Home > Mediation, mentoring and peer support to reduce youth violence: a systematic review.

Edwards, Phil and Jarrett, Caitlin and Perkins, Chloe and Beecher, Deirdre and Steinbach, Rebecca and Robertson, Ian (2015) Mediation, mentoring and peer support to reduce youth violence: a systematic review. London: Faculty of Epidemiology and Population Health, London School of Hygiene and Tropical Medicine. What works: crime reduction systematic review series no.2.

PDF (Mediation, mentoring and peer support to reduce youth violence)

External website: http://whatworks.college.police.uk/Research/System...

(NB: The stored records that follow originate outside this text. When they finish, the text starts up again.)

//! Catalog files
//!
//! A catalog file is a TOML document with one `[[resource]]` table per
//! resource:
//!
//! ```toml
//! [[resource]]
//! type = "file"
//! title = "/etc/motd"
//! content = "welcome\n"
//! notify = ["Notify[motd]"]
//! ```

use anyhow::{Context, Result};
use declarative::{
    Catalog, Component, Relationship, RelationshipKind, ResourceRef, Schedule, SharedResource,
};
use serde::Deserialize;
use std::fs;
use std::path::Path;
use std::sync::Arc;
use thiserror::Error;

use crate::resource::{Common, File, Notify, Tidy, file::Ensure};

/// Problems with the contents of a catalog file
#[derive(Debug, Error)]
pub enum CatalogFileError {
    #[error("{type_name}[{title}]: unknown resource type '{type_name}'")]
    UnknownType { type_name: String, title: String },

    #[error("{resource}: {message}")]
    BadReference { resource: String, message: String },

    #[error("{resource}: unknown attribute '{attribute}'")]
    UnknownAttribute { resource: String, attribute: String },

    #[error("{resource}: attribute '{attribute}' must be {expected}")]
    InvalidValue {
        resource: String,
        attribute: String,
        expected: &'static str,
    },

    #[error("{resource}: contains {member}, which is not declared")]
    UnknownMember { resource: String, member: String },
}

#[derive(Debug, Deserialize)]
struct CatalogFile {
    #[serde(default, rename = "resource")]
    resources: Vec<Declaration>,
}

/// One `[[resource]]` table
#[derive(Debug, Deserialize)]
pub struct Declaration {
    #[serde(rename = "type")]
    pub type_name: String,
    pub title: String,
    #[serde(default)]
    pub name: Option<String>,
    #[serde(default)]
    pub tags: Vec<String>,
    #[serde(default)]
    pub before: Vec<String>,
    #[serde(default)]
    pub require: Vec<String>,
    #[serde(default)]
    pub notify: Vec<String>,
    #[serde(default)]
    pub subscribe: Vec<String>,
    #[serde(default)]
    pub audit: Vec<String>,
    #[serde(default)]
    pub noop: bool,
    #[serde(default)]
    pub contains: Vec<String>,
    /// When the resource may be applied, e.g. `{ period = "daily", repeat = 2 }`
    #[serde(default)]
    pub schedule: Option<Schedule>,
    /// Type-specific attributes
    #[serde(flatten)]
    pub attributes: toml::Table,
}

impl Declaration {
    fn reference(&self) -> ResourceRef {
        ResourceRef::new(&self.type_name, &self.title)
    }

    fn common(&self) -> Result<Common, CatalogFileError> {
        let kinds = [
            (RelationshipKind::Before, &self.before),
            (RelationshipKind::Require, &self.require),
            (RelationshipKind::Notify, &self.notify),
            (RelationshipKind::Subscribe, &self.subscribe),
        ];
        let mut relationships = Vec::new();
        for (kind, targets) in kinds {
            for target in targets {
                let target = target.parse::<ResourceRef>().map_err(|message| {
                    CatalogFileError::BadReference {
                        resource: self.reference().to_string(),
                        message,
                    }
                })?;
                relationships.push(Relationship::new(kind, target));
            }
        }
        Ok(Common {
            name: self.name.clone(),
            tags: self.tags.clone(),
            relationships,
            audit: self.audit.clone(),
            noop: self.noop,
            schedule: self.schedule,
        })
    }

    /// Take a string attribute out of the type-specific table
    fn take_string(&mut self, attribute: &str) -> Result<Option<String>, CatalogFileError> {
        match self.attributes.remove(attribute) {
            None => Ok(None),
            Some(toml::Value::String(s)) => Ok(Some(s)),
            Some(_) => Err(self.invalid(attribute, "a string")),
        }
    }

    fn take_bool(&mut self, attribute: &str) -> Result<bool, CatalogFileError> {
        match self.attributes.remove(attribute) {
            None => Ok(false),
            Some(toml::Value::Boolean(b)) => Ok(b),
            Some(_) => Err(self.invalid(attribute, "a boolean")),
        }
    }

    fn invalid(&self, attribute: &str, expected: &'static str) -> CatalogFileError {
        CatalogFileError::InvalidValue {
            resource: self.reference().to_string(),
            attribute: attribute.to_string(),
            expected,
        }
    }

    /// Fail on attributes the type did not consume
    fn finish(&self) -> Result<(), CatalogFileError> {
        match self.attributes.keys().next() {
            Some(attribute) => Err(CatalogFileError::UnknownAttribute {
                resource: self.reference().to_string(),
                attribute: attribute.clone(),
            }),
            None => Ok(()),
        }
    }

    /// Build the resource this declaration describes
    pub fn build(mut self) -> Result<SharedResource> {
        let common = self.common()?;
        let resource: SharedResource = match self.type_name.to_lowercase().as_str() {
            "notify" => {
                let message = self.take_string("message")?;
                Arc::new(Notify::new(&self.title, message, common))
            }
            "file" => {
                let path = self.take_string("path")?.unwrap_or_else(|| self.title.clone());
                let path = crate::config::expand_path(&path)?;
                let ensure = match self.take_string("ensure")? {
                    Some(value) => Some(
                        Ensure::parse(&value)
                            .ok_or_else(|| self.invalid("ensure", "present, file, directory or absent"))?,
                    ),
                    None => None,
                };
                let content = self.take_string("content")?;
                Arc::new(File::new(&self.title, path, ensure, content, common))
            }
            "tidy" => {
                let path = self.take_string("path")?.unwrap_or_else(|| self.title.clone());
                let path = crate::config::expand_path(&path)?;
                let matches = self.take_string("matches")?;
                let recurse = self.take_bool("recurse")?;
                Arc::new(Tidy::new(&self.title, path, matches.as_deref(), recurse, common)?)
            }
            "class" => {
                let mut class = Component::new("class", &self.title).with_tags(common.tags);
                for relationship in common.relationships {
                    class = class.with_relationship(relationship.kind, relationship.target);
                }
                Arc::new(class)
            }
            _ => {
                return Err(CatalogFileError::UnknownType {
                    type_name: self.type_name,
                    title: self.title,
                }
                .into());
            }
        };
        self.finish()?;
        Ok(resource)
    }
}

/// Read and build a catalog file
pub fn load(path: &Path) -> Result<Catalog> {
    let content =
        fs::read_to_string(path).with_context(|| format!("Could not read {}", path.display()))?;
    parse(&content).with_context(|| format!("Invalid catalog {}", path.display()))
}

/// Build a catalog from TOML text
pub fn parse(content: &str) -> Result<Catalog> {
    let file: CatalogFile = toml::from_str(content)?;
    let mut catalog = Catalog::new();
    let mut containers = Vec::new();

    for declaration in file.resources {
        let reference = declaration.reference();
        let members = declaration.contains.clone();
        let id = catalog.add_resource(declaration.build()?)?;
        if !members.is_empty() {
            containers.push((reference, id, members));
        }
    }

    for (reference, id, members) in containers {
        for member in members {
            let member_ref = member.parse::<ResourceRef>().map_err(|message| {
                CatalogFileError::BadReference {
                    resource: reference.to_string(),
                    message,
                }
            })?;
            let member_id =
                catalog
                    .resource_id(&member_ref)
                    .ok_or_else(|| CatalogFileError::UnknownMember {
                        resource: reference.to_string(),
                        member: member_ref.to_string(),
                    })?;
            catalog.contain(id, member_id);
        }
    }

    log::debug!("Loaded {} resource(s)", catalog.len());
    Ok(catalog)
}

While it is clear that youth violence poses a serious threat to the health and well-being of the young people in the UK, and the population as a whole, it is unclear what strategies are effective in reducing violent crime among young people. Some initiatives have followed a 'public health approach' which attempt to address societal and attitudinal aspects and generally implies prevention of disease in the population. Many public health interventions are introduced 'upstream' of the onset of disease, and as such many are delivered by non-medical professionals. Public health interventions for youth violence prevention include early interventions with at-risk youth, for example - contact and interaction with an influential peer or positive role model that might affect a change in attitudes and behaviours towards violence. This individual might be a 'peer' (of similar age and/or background), a 'mentor' (someone with more experience, skills and abilities), or a 'peer mediator' who intervenes between youth to prevent retaliation.

This review aimed to provide a comprehensive account of the range of violence prevention programmes for young people (aged up to 25 years) who have either been involved in, or are identified as being at high-risk of violence, and that included contact and interaction with a 'peer mediator', a 'mentor', or an influential 'peer' (peer support).